LONDON (Reuters) - Pending decisions by the European Central Bank and Bank of England dominated financial markets on Thursday, with investors eyeing the possibility of more money being pumped into an already liquid global economy.

European shares ticked higher. A recent sell-off in the euro took a pause. Britain's pound fell to a 2-1/2 year low below $1.50.

In the bond market, a successful Spanish sale of 5.0 billion euros in new debt eased concerns about the impact of the political deadlock in Italy and showed the ECB's promise to support struggling countries continued to underpin demand.

Of the two major banks, Britain's England was seen as the most likely to announce policy easing, although whether it opts for more bond-buying was finely balanced.

The euro was slightly firmer but said to be vulnerable to further selling if, as expected, the ECB leaves rates unchanged after its policy meeting but then signals at a news conference which follows the decision that a future cut is likely .

The German Bund future eased 11 ticks at 145.01 after the Spanish bond sale, while the premium demanded by investors to hold Spanish debt rather than safer German bonds eased.

Commodity markets were mostly steady ahead of the outcome of the central bank meetings with Brent crude up 12 cents at $111.18 a barrel.

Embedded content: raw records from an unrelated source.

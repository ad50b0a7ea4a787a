/// Tunable game parameters.
///
/// Static values (sizes, limits) are fixed once the game is constructed.
/// Dynamic values (speeds, fleet direction, points per alien) are reset by
/// `initialize_dynamic_settings` at every new game and scaled by
/// `increase_speed` every time a fleet is cleared.

use serde::Deserialize;

#[derive(Clone, Debug, PartialEq, Deserialize)]
#[serde(default)]
pub struct Settings {
    // ── Screen (filled in from the terminal at runtime) ──────────────────────
    pub screen_width: f32,
    pub screen_height: f32,

    // ── Ship ─────────────────────────────────────────────────────────────────
    pub ship_width: f32,
    pub ship_height: f32,
    pub ship_limit: u32,

    // ── Bullets ──────────────────────────────────────────────────────────────
    pub bullet_width: f32,
    pub bullet_height: f32,
    pub bullets_allowed: usize,

    // ── Aliens ───────────────────────────────────────────────────────────────
    pub alien_width: f32,
    pub alien_height: f32,
    pub fleet_drop_speed: f32,

    // ── Difficulty scaling ───────────────────────────────────────────────────
    /// Multiplier applied to every speed when a level is cleared.
    pub speedup_scale: f32,
    /// Multiplier applied to the point value of an alien on level clear.
    pub score_scale: f32,

    // ── Base values for the dynamic settings ─────────────────────────────────
    pub base_ship_speed: f32,
    pub base_bullet_speed: f32,
    pub base_alien_speed: f32,
    pub base_alien_points: u32,

    // ── Timing ───────────────────────────────────────────────────────────────
    /// Frame length of the main loop.
    pub frame_ms: u64,
    /// Freeze after losing a ship.
    pub ship_hit_pause_ms: u64,

    // ── Dynamic ──────────────────────────────────────────────────────────────
    #[serde(skip)]
    pub ship_speed: f32,
    #[serde(skip)]
    pub bullet_speed: f32,
    #[serde(skip)]
    pub alien_speed: f32,
    #[serde(skip)]
    pub alien_points: u32,
    /// +1 moves the fleet right, -1 moves it left.
    #[serde(skip)]
    pub fleet_direction: f32,
}

impl Default for Settings {
    fn default() -> Self {
        let mut settings = Self {
            screen_width: 80.0,
            screen_height: 24.0,
            ship_width: 5.0,
            ship_height: 2.0,
            ship_limit: 3,
            bullet_width: 1.0,
            bullet_height: 1.0,
            bullets_allowed: 3,
            alien_width: 3.0,
            alien_height: 2.0,
            fleet_drop_speed: 1.0,
            speedup_scale: 1.1,
            score_scale: 1.5,
            base_ship_speed: 1.0,
            base_bullet_speed: 1.0,
            base_alien_speed: 0.15,
            base_alien_points: 50,
            frame_ms: 33,
            ship_hit_pause_ms: 500,
            ship_speed: 0.0,
            bullet_speed: 0.0,
            alien_speed: 0.0,
            alien_points: 0,
            fleet_direction: 1.0,
        };
        settings.initialize_dynamic_settings();
        settings
    }
}

impl Settings {
    /// Same defaults, but sized for the given screen.
    pub fn with_screen(width: f32, height: f32) -> Self {
        Self {
            screen_width: width,
            screen_height: height,
            ..Self::default()
        }
    }

    /// Reset everything that changes during a game back to its base value.
    pub fn initialize_dynamic_settings(&mut self) {
        self.ship_speed = self.base_ship_speed;
        self.bullet_speed = self.base_bullet_speed;
        self.alien_speed = self.base_alien_speed;
        self.alien_points = self.base_alien_points;
        self.fleet_direction = 1.0;
    }

    /// Make the next level faster and worth more.
    pub fn increase_speed(&mut self) {
        self.ship_speed *= self.speedup_scale;
        self.bullet_speed *= self.speedup_scale;
        self.alien_speed *= self.speedup_scale;
        self.alien_points = (self.alien_points as f32 * self.score_scale) as u32;
    }
}
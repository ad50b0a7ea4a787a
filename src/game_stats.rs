/// Score, level and lives counters plus the two files they persist to.

use std::fmt;
use std::fs;
use std::io::{self, Write};
use std::path::Path;

use anyhow::Context;

use crate::settings::Settings;

/// Longest name accepted at the game-over prompt.
pub const MAX_NAME_LEN: usize = 15;

#[derive(Clone, Debug, PartialEq)]
pub struct GameStats {
    pub ships_left: u32,
    pub score: u32,
    pub level: u32,
    /// True while aliens are moving and input drives the ship.
    pub game_active: bool,
    /// True while the name-entry prompt is shown after the last ship is lost.
    pub game_over: bool,
    pub high_score: u32,
}

impl GameStats {
    /// Fresh counters for an idle game, with the high score carried in.
    pub fn new(settings: &Settings, high_score: u32) -> Self {
        let mut stats = Self {
            ships_left: 0,
            score: 0,
            level: 1,
            game_active: false,
            game_over: false,
            high_score,
        };
        stats.reset_stats(settings);
        stats
    }

    /// Reset everything that changes during a single game.
    pub fn reset_stats(&mut self, settings: &Settings) {
        self.ships_left = settings.ship_limit;
        self.score = 0;
        self.level = 1;
    }
}

// ── High-score file ──────────────────────────────────────────────────────────

/// Why the high-score file could not be used.
#[derive(Debug, PartialEq)]
pub enum HighScoreError {
    Missing,
    Unparsable(String),
}

impl fmt::Display for HighScoreError {
    fn fmt(&self, f: &mut fmt::Formatter<'_>) -> fmt::Result {
        match self {
            HighScoreError::Missing => write!(f, "high score file not found"),
            HighScoreError::Unparsable(content) => {
                write!(f, "high score file holds {content:?}, not an integer")
            }
        }
    }
}

impl std::error::Error for HighScoreError {}

pub fn read_high_score(path: &Path) -> Result<u32, HighScoreError> {
    let content = fs::read_to_string(path).map_err(|_| HighScoreError::Missing)?;
    content
        .trim()
        .parse()
        .map_err(|_| HighScoreError::Unparsable(content.trim().to_string()))
}

/// Read the persisted high score, falling back to 0 when the file is absent
/// or does not hold a number.
pub fn load_high_score(path: &Path) -> u32 {
    match read_high_score(path) {
        Ok(score) => {
            log::info!("loaded high score {score} from {}", path.display());
            score
        }
        Err(err) => {
            log::warn!("{err} ({}), starting from 0", path.display());
            0
        }
    }
}

pub fn save_high_score(path: &Path, score: u32) -> anyhow::Result<()> {
    fs::write(path, score.to_string())
        .with_context(|| format!("writing high score to {}", path.display()))
}

// ── Scores log ───────────────────────────────────────────────────────────────

/// One "<name> <score>" line of the scores log.
#[derive(Clone, Debug, PartialEq)]
pub struct ScoreEntry {
    pub name: String,
    pub score: u32,
}

impl fmt::Display for ScoreEntry {
    fn fmt(&self, f: &mut fmt::Formatter<'_>) -> fmt::Result {
        write!(f, "{} {}", self.name, self.score)
    }
}

impl ScoreEntry {
    /// Parse a log line. The score is the last whitespace-separated field so
    /// names may contain spaces.
    pub fn parse(line: &str) -> Option<Self> {
        let (name, score) = line.trim_end().rsplit_once(' ')?;
        Some(Self {
            name: name.to_string(),
            score: score.parse().ok()?,
        })
    }
}

/// Write the entry to the scores log, replacing whatever was there.
pub fn save_score_entry(path: &Path, entry: &ScoreEntry) -> anyhow::Result<()> {
    let mut file = fs::File::create(path)
        .with_context(|| format!("opening scores log {}", path.display()))?;
    writeln!(file, "{entry}").with_context(|| format!("writing scores log {}", path.display()))
}

/// Every well-formed entry of the scores log. A missing log is empty.
pub fn read_score_entries(path: &Path) -> anyhow::Result<Vec<ScoreEntry>> {
    let content = match fs::read_to_string(path) {
        Ok(content) => content,
        Err(err) if err.kind() == io::ErrorKind::NotFound => return Ok(Vec::new()),
        Err(err) => {
            return Err(err).with_context(|| format!("reading scores log {}", path.display()))
        }
    };
    Ok(content.lines().filter_map(ScoreEntry::parse).collect())
}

U.S. crude rose 27 cents to $90.70.

ECB INFLUENCE

Ahead of the ECB decision due at 1245 GMT, the euro had gained 0.4 percent at $1.3023 but dealers said it was susceptible to losses and could retest last week's near three-month low of $1.2966.

"We don't expect anything from the ECB but a small minority is looking for a rate cut today and that is partially built into the price," said Adam Cole, global head of FX strategy at RBC Capital Markets.

"If the ECB stays on hold, we could probably see a small bounce in the euro."

The pan-European FTSEurofirst 300 index gained about 0.1 percent to 1,187.16 points, close to its 4-1/2 year intraday high of 1,193.35 points hit on Wednesday.

Frankfurt's DAX, London's FTSE 100 and Paris's CAC-40 were between 0.3 and 0.6 percent higher.

U.S. DRIVER

The overall looser policy outlook expected from the two major world central banks, along with signs Japan is about to step up aggressive monetary easing, is contrasting with a change in the outlook for the U.S. Federal Reserve

"The Fed is still pumping in $85 billion a month at the moment," said Daragh Maher, currency strategist at HSBC. "But the latest data has forced the idea that the U.S. economy is improving and therefore, going forward, the direction of policy could change."

Investors have been revising their outlook for U.S. growth after a report showed private sector employers are hiring at a faster rate than expected, pointing to lower unemployment, a key condition for the Fed to wind up its massive stimulus programme.

The jobs growth which followed similarly strong reads on housing and the services sector activity has also bolstered hopes that Friday's key non-farm payrolls data will surprise on the upside and offset fears that government spending cut and tax rises would damage the recovery.

Despite weak economic performances in Europe, the UK and Japan, the better outlook for the U.S. is maintaining support for stocks, leaving the MSCI world equity index little changed on the day ahead of the U.S. open but close to its best levels since mid-2008.

Wall Street shares have been the main beneficiary. The key Dow Jones Industrial index closed at a fresh record high on Wednesday of to 14,296.24 points. Stock index futures point to another day of gains on Thursday.

American markets have also been drawing support from signs the U.S. Congress is about to pass a measure to keep funding the government until the end of September, easing the prospect of an immediate fiscal crisis.